He Remembers the Barren is now available on Amazon

The updated and expanded second edition of He Remembers the Barren by Katie Schuermann is now available on Amazon, in both paperback and Kindle eBook formats!

If you’re familiar with the first edition, you may be wonder-ing what’s different about this one. Here’s what you’ll find:

  • revisions all throughout the book, reflecting the author’s growing understanding of barrenness, the theology of the cross, and the ethical issues surrounding infertility medicine
  • new chapters on adoption and making sense of the cross of barrenness
  • a new Q & A Appendix in which Katie Schuermann answers questions frequently asked about miscarriages, “family planning”, secondary infertility, and embryo adoption
  • helpful discussion questions for each chapter, designed for either individual or group study
  • new cover artwork by Edward Riojas, including the opportunity to purchase a giclée print.

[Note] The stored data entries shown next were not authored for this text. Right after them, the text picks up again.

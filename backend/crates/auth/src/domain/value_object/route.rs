//! Route Value Object
//!
//! Every navigation destination the application knows about.

use serde::{Serialize, Serializer};
use std::fmt;

#[derive(Debug, Clone, Copy, PartialEq, Eq, Hash)]
pub enum Route {
    Index,
    Login,
    Register,
    Dashboard,
    MunicipalDashboard,
    AdminDashboard,
    ReportIssue,
    MyReports,
    AssignedIssues,
    LiveMap,
    Analytics,
    Users,
    Notifications,
    Settings,
    Profile,
}

impl Route {
    pub const ALL: [Route; 15] = [
        Route::Index,
        Route::Login,
        Route::Register,
        Route::Dashboard,
        Route::MunicipalDashboard,
        Route::AdminDashboard,
        Route::ReportIssue,
        Route::MyReports,
        Route::AssignedIssues,
        Route::LiveMap,
        Route::Analytics,
        Route::Users,
        Route::Notifications,
        Route::Settings,
        Route::Profile,
    ];

    pub const fn path(&self) -> &'static str {
        use Route::*;
        match self {
            Index => "/",
            Login => "/login",
            Register => "/register",
            Dashboard => "/dashboard",
            MunicipalDashboard => "/municipal-dashboard",
            AdminDashboard => "/admin-dashboard",
            ReportIssue => "/report-issue",
            MyReports => "/my-reports",
            AssignedIssues => "/assigned-issues",
            LiveMap => "/live-map",
            Analytics => "/analytics",
            Users => "/users",
            Notifications => "/notifications",
            Settings => "/settings",
            Profile => "/profile",
        }
    }

    /// Exact path match; a trailing slash is ignored
    pub fn from_path(path: &str) -> Option<Self> {
        let path = match path.trim_end_matches('/') {
            "" => "/",
            trimmed => trimmed,
        };
        Self::ALL.into_iter().find(|route| route.path() == path)
    }

    /// Reachable without a session
    pub const fn is_public(&self) -> bool {
        matches!(self, Route::Index | Route::Login | Route::Register)
    }
}

impl fmt::Display for Route {
    fn fmt(&self, f: &mut fmt::Formatter<'_>) -> fmt::Result {
        f.write_str(self.path())
    }
}

impl Serialize for Route {
    fn serialize<S: Serializer>(&self, serializer: S) -> Result<S::Ok, S::Error> {
        serializer.serialize_str(self.path())
    }
}
//! Presentation Layer
//!
//! HTTP handlers, view models, and the router.

pub mod dto;
pub mod handlers;
pub mod router;

pub use router::{portal_router, portal_router_generic};
impl<B> AuthContext<B>
where
    B: IdentityProvider + ProfileRepository + Send + Sync + 'static,
{
    /// Create a context with no session and start its listener.
    /// Must be called inside a tokio runtime.
    pub fn new(backend: Arc<B>, config: Arc<AuthConfig>) -> Arc<Self> {
        Self::with_session(backend, config, None)
    }

    /// Create a context seeded with an existing session
    pub fn with_session(
        backend: Arc<B>,
        config: Arc<AuthConfig>,
        initial: Option<Session>,
    ) -> Arc<Self> {
        let (state, _rx) = watch::channel(initial_state());
        let context = Arc::new(Self {
            backend,
            config,
            store: SessionStore::new(initial),
            state,
            manual_calls: AtomicUsize::new(0),
            notifier: Arc::new(Notifier::new()),
            navigator: Navigator::default(),
        });

        let listener = run_listener(Arc::downgrade(&context), context.store.subscribe());
        tokio::spawn(listener);
        context
    }

    // ------------------------------------------------------------------
    // Readers
    // ------------------------------------------------------------------

    pub fn state(&self) -> AuthState {
        self.state.borrow().clone()
    }

    pub fn subscribe(&self) -> watch::Receiver<AuthState> {
        self.state.subscribe()
    }

    /// Wait until no operation is in flight, or `timeout` elapses
    pub async fn settled(&self, timeout: Duration) -> AuthState {
        let mut rx = self.state.subscribe();
        if tokio::time::timeout(timeout, rx.wait_for(|s| !s.is_loading()))
            .await
            .is_err()
        {
            tracing::debug!(timeout_ms = timeout.as_millis() as u64, "Auth state still loading");
        }
        self.state()
    }

    /// Landing page for the current profile; `/` without one
    pub fn redirect_path(&self) -> Route {
        self.state.borrow().redirect_path()
    }

    pub fn session_store(&self) -> &SessionStore {
        &self.store
    }

    pub fn notifier(&self) -> &Arc<Notifier> {
        &self.notifier
    }

    pub fn navigator(&self) -> &Navigator {
        &self.navigator
    }

    pub fn config(&self) -> &AuthConfig {
        &self.config
    }

    // ------------------------------------------------------------------
    // Manual operations
    // ------------------------------------------------------------------

    /// Register an identity and its profile
    pub async fn sign_up(&self, input: SignUpInput) -> AuthResult<SignUpOutput> {
        let _loading = LoadingGuard::new(&self.state);
        let _manual = ManualCall::enter(&self.manual_calls);

        let use_case = SignUpUseCase::new(self.backend.clone(), self.config.clone());
        match use_case.execute(input).await {
            Ok(output) => {
                if let Some(session) = &output.session {
                    let change = self.store.publish(AuthEvent::SignedIn, Some(session.clone()));
                    self.apply_change(change, Origin::Manual).await;
                }
                self.notifier.push(Notification::success(
                    "Registration successful",
                    "Your account has been created.",
                ));
                Ok(output)
            }
            Err(err) => {
                err.log();
                self.notifier.push(Notification::error(
                    "Registration failed",
                    Some(err.user_message()),
                ));
                Err(err)
            }
        }
    }

    /// Authenticate, then navigate to the role's dashboard
    pub async fn sign_in(&self, email: &str, password: &str) -> AuthResult<Route> {
        let _loading = LoadingGuard::new(&self.state);
        let _manual = ManualCall::enter(&self.manual_calls);

        let use_case = SignInUseCase::new(self.backend.clone());
        let input = SignInInput {
            email: email.to_string(),
            password: password.to_string(),
        };

        match use_case.execute(input).await {
            Ok(output) => {
                let change = self
                    .store
                    .publish(AuthEvent::SignedIn, Some(output.session));
                self.apply_change(change, Origin::Manual).await;

                self.notifier.push(Notification::success(
                    "Login successful",
                    "Welcome back to CivGuard.",
                ));
                self.navigator.navigate(output.destination);
                Ok(output.destination)
            }
            Err(err) => {
                err.log();
                self.notifier.push(Notification::error(
                    "Login failed",
                    Some(err.user_message()),
                ));
                Err(err)
            }
        }
    }

    /// Revoke the remote session, clear local state, navigate to `/`.
    /// Local state is cleared even when the remote call fails.
    pub async fn sign_out(&self) -> AuthResult<()> {
        let _loading = LoadingGuard::new(&self.state);
        let _manual = ManualCall::enter(&self.manual_calls);

        let session = self.store.session();
        let use_case = SignOutUseCase::new(self.backend.clone());
        let remote = use_case.execute(session.as_ref()).await;

        let change = self.store.publish(AuthEvent::SignedOut, None);
        self.apply_change(change, Origin::Manual).await;

        match &remote {
            Ok(()) => self.notifier.push(Notification::success(
                "Logged out",
                "You have been successfully logged out.",
            )),
            Err(err) => {
                err.log();
                self.notifier
                    .push(Notification::error("Logout error", Some(err.user_message())));
            }
        }

        self.navigator.navigate(Route::Index);
        remote
    }

    /// Exchange the refresh token for a new session. A failed refresh ends
    /// the session.
    pub async fn refresh_session(&self) -> AuthResult<()> {
        let Some(session) = self.store.session() else {
            return Ok(());
        };

        match self.backend.refresh_session(&session.refresh_token).await {
            Ok(refreshed) => {
                tracing::debug!(identity_id = %refreshed.identity.id, "Session refreshed");
                self.store.publish(AuthEvent::TokenRefreshed, Some(refreshed));
                Ok(())
            }
            Err(err) => {
                tracing::warn!(
                    identity_id = %session.identity.id,
                    error = %err,
                    "Session refresh failed"
                );
                self.store.publish(AuthEvent::SignedOut, None);
                self.notifier.push(Notification::error(
                    "Session expired",
                    Some("Please sign in again.".to_string()),
                ));
                Err(err)
            }
        }
    }

    // ------------------------------------------------------------------
    // State derivation
    // ------------------------------------------------------------------

    fn converges(&self) -> bool {
        self.config.session_sync == SessionSyncPolicy::ConvergeOnLatest
    }

    /// Re-derive user and session from a change, then load the profile
    async fn apply_change(&self, change: SessionChange, origin: Origin) {
        if origin == Origin::Listener {
            match self.config.session_sync {
                SessionSyncPolicy::SuppressListenerDuringCalls
                    if self.manual_calls.load(Ordering::SeqCst) > 0 =>
                {
                    tracing::debug!(seq = change.seq, "Listener suppressed during manual call");
                    return;
                }
                SessionSyncPolicy::ConvergeOnLatest
                    if change.seq <= self.state.borrow().applied_seq() =>
                {
                    tracing::debug!(seq = change.seq, "Change already applied");
                    return;
                }
                _ => {}
            }
        }

        let _loading = LoadingGuard::new(&self.state);
        let converge = self.converges();
        let user = change.session.as_ref().map(|s| s.identity.clone());

        let mut superseded = false;
        self.state.send_modify(|state| {
            if converge && change.seq < state.applied_seq() {
                superseded = true;
                return;
            }
            let same_user = matches!(
                (&state.profile, &user),
                (Some(profile), Some(identity)) if profile.id == identity.id
            );
            if !same_user {
                state.profile = None;
            }
            state.user = user;
            state.session = change.session.clone();
            state.set_applied_seq(change.seq);
        });

        if superseded {
            tracing::debug!(seq = change.seq, "Discarding superseded session change");
            return;
        }

        tracing::debug!(seq = change.seq, event = ?change.event, origin = ?origin, "Session change applied");

        let Some(session) = change.session else {
            return;
        };

        let resolver = ResolveProfileUseCase::new(self.backend.clone());
        let result = resolver
            .execute(&session.identity.id, Some(&session.access_token))
            .await;

        self.state.send_modify(|state| {
            if converge && state.applied_seq() != change.seq {
                tracing::debug!(seq = change.seq, "Discarding stale profile result");
                return;
            }
            match result {
                Ok(profile) => state.profile = profile,
                Err(_) => state.profile = None,
            }
        });
    }

    /// When the listener should refresh the current session
    fn refresh_deadline(&self) -> Option<Instant> {
        let state = self.state.borrow();
        let session = state.session.as_ref()?;
        let wait = session
            .refresh_in(self.config.refresh_margin)
            .max(MIN_REFRESH_INTERVAL);
        Some(Instant::now() + wait)
    }
}
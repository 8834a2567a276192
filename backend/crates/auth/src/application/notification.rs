//! Notification Queue
//!
//! User-visible messages ("toasts") queued on a client and delivered with
//! the next rendered view.

use serde::Serialize;
use std::collections::VecDeque;
use std::sync::{Mutex, PoisonError};

/// Older notifications are dropped beyond this
const MAX_QUEUED: usize = 20;

#[derive(Debug, Clone, Copy, PartialEq, Eq, Default, Serialize)]
#[serde(rename_all = "lowercase")]
pub enum NotificationVariant {
    #[default]
    Default,
    Destructive,
}

#[derive(Debug, Clone, PartialEq, Eq, Serialize)]
pub struct Notification {
    pub title: String,
    #[serde(skip_serializing_if = "Option::is_none")]
    pub description: Option<String>,
    pub variant: NotificationVariant,
}

impl Notification {
    pub fn success(title: impl Into<String>, description: impl Into<String>) -> Self {
        Self {
            title: title.into(),
            description: Some(description.into()),
            variant: NotificationVariant::Default,
        }
    }

    pub fn error(title: impl Into<String>, description: Option<String>) -> Self {
        Self {
            title: title.into(),
            description,
            variant: NotificationVariant::Destructive,
        }
    }
}

#[derive(Debug, Default)]
pub struct Notifier {
    queue: Mutex<VecDeque<Notification>>,
}

impl Notifier {
    pub fn new() -> Self {
        Self::default()
    }

    pub fn push(&self, notification: Notification) {
        tracing::debug!(title = %notification.title, variant = ?notification.variant, "Notification queued");
        let mut queue = self.queue.lock().unwrap_or_else(PoisonError::into_inner);
        if queue.len() == MAX_QUEUED {
            queue.pop_front();
        }
        queue.push_back(notification);
    }

    /// Take every queued notification, oldest first
    pub fn drain(&self) -> Vec<Notification> {
        self.queue
            .lock()
            .unwrap_or_else(PoisonError::into_inner)
            .drain(..)
            .collect()
    }

    pub fn len(&self) -> usize {
        self.queue.lock().unwrap_or_else(PoisonError::into_inner).len()
    }

    pub fn is_empty(&self) -> bool {
        self.len() == 0
    }
}
//! Backend used when connection settings are missing in a release build.
//! Every call fails; the application still starts and renders public pages.

use crate::domain::entity::{
    AccessToken, AccountCreated, NewProfile, Profile, RefreshToken, Session,
};
use crate::domain::repository::{IdentityProvider, ProfileRepository};
use crate::domain::value_object::{Email, IdentityId, Password, Role};
use crate::error::{AuthError, AuthResult};

#[derive(Debug, Clone, Copy, Default)]
pub struct UnconfiguredBackend;

const MISSING: &str = "SUPABASE_URL / SUPABASE_ANON_KEY";

impl IdentityProvider for UnconfiguredBackend {
    async fn create_account(&self, _email: &Email, _password: &Password) -> AuthResult<AccountCreated> {
        Err(AuthError::NotConfigured(MISSING))
    }

    async fn sign_in_with_password(&self, _email: &Email, _password: &Password) -> AuthResult<Session> {
        Err(AuthError::NotConfigured(MISSING))
    }

    async fn sign_out(&self, _access_token: &AccessToken) -> AuthResult<()> {
        Err(AuthError::NotConfigured(MISSING))
    }

    async fn refresh_session(&self, _refresh_token: &RefreshToken) -> AuthResult<Session> {
        Err(AuthError::NotConfigured(MISSING))
    }

    async fn delete_account(&self, _id: &IdentityId) -> AuthResult<()> {
        Err(AuthError::NotConfigured(MISSING))
    }
}

impl ProfileRepository for UnconfiguredBackend {
    async fn find_by_id(
        &self,
        _id: &IdentityId,
        _token: Option<&AccessToken>,
    ) -> AuthResult<Option<Profile>> {
        Err(AuthError::NotConfigured(MISSING))
    }

    async fn find_role(&self, _id: &IdentityId, _token: Option<&AccessToken>) -> AuthResult<Option<Role>> {
        Err(AuthError::NotConfigured(MISSING))
    }

    async fn insert(&self, _profile: &NewProfile, _token: Option<&AccessToken>) -> AuthResult<()> {
        Err(AuthError::NotConfigured(MISSING))
    }
}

Read all about the symbolism here.

Be sure to visit our Reviews & Endorsements page for links to reviews and author interviews!

“Every woman knows pain” – A review from Dawn Gaunt

My soul has not been pierced with the sword of barrenness. I cannot and will not pretend to understand that pain. The sword that pierces my own soul goes by a different name. Nonetheless, fruitful or barren, young or old, sensible or ridiculous, every woman knows pain. We’re designed for it, and our personalities grow out of it. In He Remembers the Barren, Mrs. Schuermann calls a blade a blade. How refreshing to find a Christian author who knows a cross when she sees it, and who knows the only responsible thing to do with a cross is to carry it.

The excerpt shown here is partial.